Toutefois, avec un peu de concentration, l'on pouvait entendre quelque chose de distinct. Un bruit comparable à nul autre dans cet enfer. Ce son régulier parvenait à nos oreilles. Les pas de course affolés de cette jeune fille qui remonte Main Street. Elle est terrorisée. Ses poumons sont en feu, elle tourne la tête et, voyant que personne ne la suit, continue sa rapide escapade. Déboussolée, alors qu'elle travaille dans ce parc depuis trois ans déjà, de grosses larmes coulent désormais sur ses joues encore jeunes et roses. La cause de son désespoir ? La grille du Parc, fermée, cadenassée, et sa fuite qui, soudainement, vient de prendre fin. La fragile Cast Member, affublée du costume victorien du Phantom Manor, s'agrippe aux barreaux humides de la grille et hurle pour qu'on lui ouvre.

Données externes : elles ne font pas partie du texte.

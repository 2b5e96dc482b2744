//! Bose-Nelson recursive merge construction.
//!
//! ## Purpose
//!
//! This module derives sorting networks by the Bose-Nelson recurrence: split
//! the range in half, build a network for each half, then merge the two
//! sorted halves by recursively pairing their first and last halves against
//! each other. The recursion is on the construction, not on the data; the
//! result is a flat pair sequence of O(N log² N) length, defined for any
//! width.
//!
//! ## Design notes
//!
//! * **Merge recurrence**: `merge(p, q)` over block sizes p and q bottoms out
//!   at single-element blocks and otherwise splits p at its midpoint and q at
//!   the complementary point, producing three sub-merges. The split keeps the
//!   cross-merge (third call) over blocks that the first two calls have
//!   already aligned.
//! * **Emission order**: Each recursive call appends its pairs before the
//!   caller's combining pairs; sub-merges over disjoint channel sets commute,
//!   so the flattened order is a valid schedule.
//!
//! ## Invariants
//!
//! * `merge` is always invoked with the first block entirely below the
//!   second, so every emitted pair satisfies `low < high`.

// Feature-gated imports
#[cfg(not(feature = "std"))]
use alloc::vec::Vec;
#[cfg(feature = "std")]
use std::vec::Vec;

// Internal dependencies
use crate::primitives::pair::CompareExchange;

/// Derive the Bose-Nelson network for the given width.
pub fn pairs(width: usize) -> Vec<CompareExchange> {
    let mut sequence = Vec::new();
    sort(&mut sequence, 0, width);
    sequence
}

/// Emit a network sorting the `size` channels starting at `start`.
fn sort(sequence: &mut Vec<CompareExchange>, start: usize, size: usize) {
    if size <= 1 {
        return;
    }

    let half = size / 2;
    sort(sequence, start, half);
    sort(sequence, start + half, size - half);
    merge(sequence, start, half, start + half, size - half);
}

/// Emit a network merging two sorted blocks, the first entirely below the
/// second.
pub(crate) fn merge(
    sequence: &mut Vec<CompareExchange>,
    start1: usize,
    size1: usize,
    start2: usize,
    size2: usize,
) {
    debug_assert!(start1 + size1 <= start2);

    if size1 == 1 && size2 == 1 {
        sequence.push(CompareExchange {
            low: start1,
            high: start2,
        });
    } else if size1 == 1 && size2 == 2 {
        sequence.push(CompareExchange {
            low: start1,
            high: start2 + 1,
        });
        sequence.push(CompareExchange {
            low: start1,
            high: start2,
        });
    } else if size1 == 2 && size2 == 1 {
        sequence.push(CompareExchange {
            low: start1,
            high: start2,
        });
        sequence.push(CompareExchange {
            low: start1 + 1,
            high: start2,
        });
    } else {
        let half1 = size1 / 2;
        // Complementary split: even first block pairs its upper half against
        // the ceiling half of the second block, odd against the floor half.
        let half2 = if size1 % 2 == 0 {
            (size2 + 1) / 2
        } else {
            size2 / 2
        };

        merge(sequence, start1, half1, start2, half2);
        merge(
            sequence,
            start1 + half1,
            size1 - half1,
            start2 + half2,
            size2 - half2,
        );
        merge(sequence, start1 + half1, size1 - half1, start2, half2);
    }
}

Les pupilles de ses yeux  océans doublent de volume. Elle panique. Elle halète. « Cela » se rapproche. La jeune fille, percevant un infime craquement se retourne vivement. Appuyant son dos contre l'entrée verrouillée, elle scrute. Elle recherche, bougeant frénétiquement sa torche d'un coin à un autre. C'est ici ! Non c'est là ! Peut-être sur la fontaine devant elle ! Sa respiration est saccadé, les idées et les scénarios se bousculent dans sa tête. Le sang frappe dans ses tempes et un mal de tête aigüe pointe le bout de son nez.

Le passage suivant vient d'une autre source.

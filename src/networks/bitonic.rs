//! Normalized bitonic merge construction.
//!
//! ## Purpose
//!
//! This module derives bitonic sorting networks in the normalized form used
//! by GPU kernels: every comparator points the same way, with the direction
//! reversal of the textbook construction folded into a mirrored first
//! substage. For each merge size k (doubling from 2 to the width), channels
//! are first paired with their mirror `i ^ (k - 1)` inside each k-block, then
//! cleaned with XOR strides `i ^ j` for j = k/4 down to 1.
//!
//! ## Design notes
//!
//! * **Uniform stages**: Every substage touches each channel exactly once at
//!   a fixed stride, the property that makes bitonic networks vectorize and
//!   map onto wide lanes; the pair count is N·log₂N·(log₂N + 1)/4, more than
//!   Batcher's at equal width.
//! * **Emission order**: Substages are emitted whole, in schedule order, so
//!   `depth()` of the resulting network equals the substage count.
//!
//! ## Invariants
//!
//! * `width` is a power of two (validated by the engine).
//! * A pair is emitted only when `partner > i`, so `low < high` holds.

// Feature-gated imports
#[cfg(not(feature = "std"))]
use alloc::vec::Vec;
#[cfg(feature = "std")]
use std::vec::Vec;

// Internal dependencies
use crate::primitives::pair::CompareExchange;

/// Derive the bitonic network for the given power-of-two width.
pub fn pairs(width: usize) -> Vec<CompareExchange> {
    debug_assert!(width.is_power_of_two() || width == 0);

    let mut sequence = Vec::new();
    if width <= 1 {
        return sequence;
    }

    let mut k = 2;
    while k <= width {
        // Mirror substage: fold the direction reversal into the pairing.
        for i in 0..width {
            let partner = i ^ (k - 1);
            if partner > i {
                sequence.push(CompareExchange {
                    low: i,
                    high: partner,
                });
            }
        }

        // Cleaning substages at halving strides.
        let mut j = k / 4;
        while j > 0 {
            for i in 0..width {
                let partner = i ^ j;
                if partner > i {
                    sequence.push(CompareExchange {
                        low: i,
                        high: partner,
                    });
                }
            }
            j /= 2;
        }

        k *= 2;
    }

    sequence
}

- Qu'est-ce que vous me voulez ! Laissez-moi tranquille ! Au Secours ! Supplie la jeune Cast Member. Je n'ai rien fait de mal ! Pourquoi me faites-vous ça ! Je veux simplement rentrer chez moi !

Alors qu'elle balaie la zone de ses yeux toujours en mouvement un bruit attire son attention depuis la station de RailRoad. Le silence, qui depuis longtemps pèse sur le parc, est brisé par un rire d'enfant qui laisse notre frêle Cast Member pétrifiée de peur. Les haut-parleurs que l'obscurité dissimule, commencent à émettre des grésillements dont on peut comprendre une petite comptine jouée à l'envers. La Chose se rapproche... Elle le sait, elle le sent.

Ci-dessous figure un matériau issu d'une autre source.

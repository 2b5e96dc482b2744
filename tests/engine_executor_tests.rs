#![cfg(feature = "dev")]
//! Tests for network execution over user buffers.
//!
//! These tests verify the three replay entry points (`apply`, `apply_by`,
//! `sort`) against reference sorts, orderings, and degenerate inputs.
//!
//! ## Test Organization
//!
//! 1. **Sorting Correctness** - Random, sorted, and reverse-sorted buffers
//! 2. **Custom Orderings** - Descending and key-based predicates
//! 3. **Capability Path** - `sort` agrees with `apply`
//! 4. **Properties** - Idempotence, permutation preservation
//! 5. **Error Handling** - Buffer length mismatches

use rand::rngs::StdRng;
use rand::{Rng, SeedableRng};

use sortnet::prelude::*;

const ALL_ALGORITHMS: [Algorithm; 6] = [
    Algorithm::Bubble,
    Algorithm::Insertion,
    Algorithm::BoseNelson,
    Algorithm::BatcherOddEvenMerge,
    Algorithm::BitonicMerge,
    Algorithm::SizeOptimized,
];

/// Widths to exercise per algorithm, respecting each domain.
fn supported_widths(algorithm: Algorithm) -> Vec<usize> {
    (1..=16).filter(|&n| algorithm.supports(n)).collect()
}

// ============================================================================
// Sorting Correctness Tests
// ============================================================================

/// Test every (algorithm, width) combination on seeded random buffers.
#[test]
fn test_sorts_random_buffers() {
    let mut rng = StdRng::seed_from_u64(42);

    for algorithm in ALL_ALGORITHMS {
        for width in supported_widths(algorithm) {
            let network = Network::with_algorithm(algorithm, width).unwrap();

            for _ in 0..50 {
                let mut data: Vec<i32> = (0..width).map(|_| rng.gen_range(-100..100)).collect();
                let mut expected = data.clone();
                expected.sort_unstable();

                network.apply(&mut data).unwrap();
                assert_eq!(data, expected, "{:?} width {}", algorithm, width);
            }
        }
    }
}

/// Test already-sorted and reverse-sorted buffers.
#[test]
fn test_sorts_extremal_orders() {
    for algorithm in ALL_ALGORITHMS {
        for width in supported_widths(algorithm) {
            let network = Network::with_algorithm(algorithm, width).unwrap();
            let sorted: Vec<usize> = (0..width).collect();

            let mut ascending = sorted.clone();
            network.apply(&mut ascending).unwrap();
            assert_eq!(ascending, sorted);

            let mut descending: Vec<usize> = (0..width).rev().collect();
            network.apply(&mut descending).unwrap();
            assert_eq!(descending, sorted, "{:?} width {}", algorithm, width);
        }
    }
}

/// Test buffers with ties.
#[test]
fn test_sorts_with_duplicates() {
    let network = Network::with_algorithm(Algorithm::BoseNelson, 8).unwrap();

    let mut data = [3, 1, 3, 1, 2, 2, 1, 3];
    network.apply(&mut data).unwrap();
    assert_eq!(data, [1, 1, 1, 2, 2, 3, 3, 3]);

    let mut constant = [7u8; 8];
    network.apply(&mut constant).unwrap();
    assert_eq!(constant, [7u8; 8]);
}

/// Test floating-point buffers through the natural order.
#[test]
fn test_sorts_floats() {
    let network = Network::with_algorithm(Algorithm::SizeOptimized, 5).unwrap();

    let mut data = [0.5f64, -1.25, 3.0, 0.0, -7.5];
    network.apply(&mut data).unwrap();
    assert_eq!(data, [-7.5, -1.25, 0.0, 0.5, 3.0]);
}

// ============================================================================
// Custom Ordering Tests
// ============================================================================

/// Test descending order via a reversed predicate.
#[test]
fn test_apply_by_descending() {
    let network = Network::with_algorithm(Algorithm::Bubble, 4).unwrap();

    let mut data = [1, 4, 2, 3];
    network.apply_by(&mut data, |a, b| a > b).unwrap();
    assert_eq!(data, [4, 3, 2, 1]);
}

/// Test ordering by a key of a non-primitive element type.
#[test]
fn test_apply_by_key() {
    let network = Network::with_algorithm(Algorithm::SizeOptimized, 4).unwrap();

    let mut data = [("d", 4), ("a", 1), ("c", 3), ("b", 2)];
    network.apply_by(&mut data, |a, b| a.1 < b.1).unwrap();
    assert_eq!(data, [("a", 1), ("b", 2), ("c", 3), ("d", 4)]);
}

/// Test that the same network serves both directions.
#[test]
fn test_same_network_both_directions() {
    let network = Network::with_algorithm(Algorithm::Bubble, 4).unwrap();

    let mut ascending = [4, 3, 2, 1];
    network.apply(&mut ascending).unwrap();
    assert_eq!(ascending, [1, 2, 3, 4]);

    let mut descending = [4, 3, 2, 1];
    network.apply_by(&mut descending, |a, b| a > b).unwrap();
    assert_eq!(descending, [4, 3, 2, 1]);
}

// ============================================================================
// Capability Path Tests
// ============================================================================

/// Test that `sort` and `apply` produce identical buffers on integers.
#[test]
fn test_sort_agrees_with_apply_integers() {
    let mut rng = StdRng::seed_from_u64(7);

    for algorithm in ALL_ALGORITHMS {
        for width in supported_widths(algorithm) {
            let network = Network::with_algorithm(algorithm, width).unwrap();

            for _ in 0..20 {
                let data: Vec<u64> = (0..width).map(|_| rng.gen_range(0..1000)).collect();

                let mut branchy = data.clone();
                let mut branch_free = data;
                network.apply(&mut branchy).unwrap();
                network.sort(&mut branch_free).unwrap();

                assert_eq!(branchy, branch_free, "{:?} width {}", algorithm, width);
            }
        }
    }
}

/// Test that `sort` and `apply` produce identical buffers on finite floats.
#[test]
fn test_sort_agrees_with_apply_floats() {
    let mut rng = StdRng::seed_from_u64(11);
    let network = Network::with_algorithm(Algorithm::SizeOptimized, 16).unwrap();

    for _ in 0..20 {
        let data: Vec<f32> = (0..16).map(|_| rng.gen_range(-1.0..1.0)).collect();

        let mut branchy = data.clone();
        let mut branch_free = data;
        network.apply(&mut branchy).unwrap();
        network.sort(&mut branch_free).unwrap();

        assert_eq!(branchy, branch_free);
    }
}

/// Test the capability path on a signed integer reverse run.
#[test]
fn test_sort_signed_integers() {
    let network = Network::with_algorithm(Algorithm::BitonicMerge, 8).unwrap();

    let mut data = [3i64, -1, 4, -1, 5, -9, 2, -6];
    network.sort(&mut data).unwrap();
    assert_eq!(data, [-9, -6, -1, -1, 2, 3, 4, 5]);
}

// ============================================================================
// Property Tests
// ============================================================================

/// Test that re-applying a network to sorted data changes nothing.
#[test]
fn test_idempotence() {
    let mut rng = StdRng::seed_from_u64(99);

    for algorithm in ALL_ALGORITHMS {
        let width = if algorithm.supports(12) { 12 } else { 16 };
        let network = Network::with_algorithm(algorithm, width).unwrap();

        let mut data: Vec<i32> = (0..width).map(|_| rng.gen_range(-50..50)).collect();
        network.apply(&mut data).unwrap();

        let once = data.clone();
        network.apply(&mut data).unwrap();
        assert_eq!(data, once, "{:?}", algorithm);
    }
}

/// Test that the output is a permutation of the input.
#[test]
fn test_permutation_preserved() {
    let mut rng = StdRng::seed_from_u64(3);
    let network = Network::with_algorithm(Algorithm::BoseNelson, 10).unwrap();

    let input: Vec<u8> = (0..10).map(|_| rng.gen_range(0..5)).collect();
    let mut output = input.clone();
    network.apply(&mut output).unwrap();

    let mut input_sorted = input;
    input_sorted.sort_unstable();
    assert_eq!(output, input_sorted);
}

/// Test that permutations of one multiset converge to the same buffer.
#[test]
fn test_order_invariance() {
    let network = Network::with_algorithm(Algorithm::BatcherOddEvenMerge, 8).unwrap();

    let permutations = [
        [5, 1, 5, 2, 9, 2, 1, 9],
        [9, 9, 5, 5, 2, 2, 1, 1],
        [1, 2, 5, 9, 1, 2, 5, 9],
    ];

    let mut outputs = Vec::new();
    for permutation in permutations {
        let mut data = permutation;
        network.apply(&mut data).unwrap();
        outputs.push(data);
    }

    assert_eq!(outputs[0], outputs[1]);
    assert_eq!(outputs[0], outputs[2]);
    assert_eq!(outputs[0], [1, 1, 2, 2, 5, 5, 9, 9]);
}

// ============================================================================
// Error Handling Tests
// ============================================================================

/// Test that short and long buffers are rejected untouched.
#[test]
fn test_length_mismatch() {
    let network = Network::with_algorithm(Algorithm::Bubble, 4).unwrap();

    let mut short = [3, 1, 2];
    assert_eq!(
        network.apply(&mut short),
        Err(NetworkError::LengthMismatch {
            expected: 4,
            got: 3
        })
    );
    assert_eq!(short, [3, 1, 2], "rejected buffer must be untouched");

    let mut long = [5, 4, 3, 2, 1];
    assert_eq!(
        network.sort(&mut long),
        Err(NetworkError::LengthMismatch {
            expected: 4,
            got: 5
        })
    );
    assert_eq!(long, [5, 4, 3, 2, 1]);
}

Des petits pas, comme ceux d'une centaine de souris s'avancent vers sa position. La vision de la jeune fille devient floue et son corps semble sur le point de lâcher prise quand douze coups se font entendre et raisonnent longuement dans l'ensemble du parc tel un funeste glas. S'en est trop. La jeune fille s'écroule au sol et un voile de nuit se pose sur son regard. Tu fais partie de ce monde...Tu fais partie de ce monde, répètent en écho des voix enfantines de plus en plus proches. Tu vas nous rejoindre...Tu fais partie de ce monde. La fragile Cast Member est étendue au sol devant la grille de Disneyland Paris.  Surplombée par le Disney Hotel qui semble être vide et délabré, la jeune fille est au paroxysme de l'épouvante. Une ambiance mortelle flotte dans l'atmosphère et l'odeur persistante du soufre polluant l'air le rend difficilement respirable. La jeune fille se recroqueville alors en position fœtale voulant se réveiller de cet affreux cauchemar...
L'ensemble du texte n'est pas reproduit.